The Function Of ElciRNA And ASAT SiRNA

Part I:The RNAi machinery has been clarified as a mighty regulator in a huge number of life events, such as gene transcription. However, whether the RNAi machinery participates into the mitotic chromosome segregation in mammalian cells remains elusive until now. Here we report that Dicer and AGO2, two central components of the mammalian RNAi pathway participate into the chromosome segregation directly. Knockdown of Dicer or AG02 leads to a higher incidence of chromosome lagging phenotype, and this effect is independent from microRNAs pathway as examined with DGCR8 knockout cells. Further investigation in the molecular mechanism has demonstrated that a-satellite RNA, a well-known noncoding RNA derived from centromeric repeat region, is managed by AG02 under the guidance of endogenous small interference RNAs, and the slicer activity of AG02 is indispensible. Level and distribution of chromosome associated a-satellite RNA have crucial regulatory effect on the localization of centromeric proteins such as centromere protein C1 (CENPC1). With these results, we also provide a paradigm in which RNAi pathway participates into myriads of vital cellular events though the maintenance of level and distribution of noncoding RNAs in mammalian cells.Part II:Noncoding RNAs regulate gene expression through diverse mechanisms.
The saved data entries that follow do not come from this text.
/// Parameters for creating a branch. The client supplies the new id;
/// the repository is addressed through the path.
#[derive(Debug, Clone, Serialize, Deserialize)]
pub struct CreateBranchParameters {
    #[serde(flatten)]
    pub path: PathParameters,
    pub new_branch_id: String,
    pub new_branch_name: String,
    pub parent_branch_id: Option<String>,
    pub based_on: Option<String>,
}

#[derive(Debug, Clone, Serialize, Deserialize)]
pub struct SetBranchNameParameters {
    #[serde(flatten)]
    pub path: PathParameters,
    pub new_name: String,
}

/// Parameters shared by every reference-producing command.
#[derive(Debug, Clone, Serialize, Deserialize)]
pub struct CreateReferenceParameters {
    #[serde(flatten)]
    pub path: PathParameters,
    pub directory_version_id: String,
    pub sha256_hash: String,
    pub message: String,
}

#[derive(Debug, Clone, Serialize, Deserialize)]
pub struct RebaseParameters {
    #[serde(flatten)]
    pub path: PathParameters,
    pub reference_id: String,
}

#[derive(Debug, Clone, Serialize, Deserialize)]
pub struct EnableFeatureParameters {
    #[serde(flatten)]
    pub path: PathParameters,
    pub enabled: bool,
}

#[derive(Debug, Clone, Serialize, Deserialize)]
pub struct RemoveReferenceParameters {
    #[serde(flatten)]
    pub path: PathParameters,
    pub reference_id: String,
}

#[derive(Debug, Clone, Serialize, Deserialize)]
pub struct DeleteBranchParameters {
    #[serde(flatten)]
    pub path: PathParameters,
    pub delete_reason: String,
    pub force: bool,
}

#[derive(Debug, Clone, Serialize, Deserialize)]
pub struct BranchPathParameters {
    #[serde(flatten)]
    pub path: PathParameters,
}

#[derive(Debug, Clone, Serialize, Deserialize)]
pub struct ListBranchesParameters {
    #[serde(flatten)]
    pub path: PathParameters,
    pub max_count: usize,
}

/// Command/query surface for branch entities, including every
/// reference-producing operation.
#[derive(Clone)]
pub struct BranchService {
    app: ApplicationContext,
}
Recently a large number of circular RNAs were identified in animal cells, and some of them were shown to function as microRNA sponges. We demonstrated that a subset of exon/intron circular RNAs (circRNAs) were associated with RNA polymerase II, and promoted gene transcription in cis. We showed that these circRNAs had localization in the nucleus, and analyzed genomic elements required for the circularization. Our results indicated that these circRNAs were functional sponge for splicing factors such as U1 RNA at least to promote the transcription initiation of their parent genes. Thus, these circRNAs kept local concentration of splicing factors high to facilitate gene expression, and DNA sequences generating these exon/intron circRNAs could be viewed as build-in elements enhancing the expression of their parent genes in animal cells.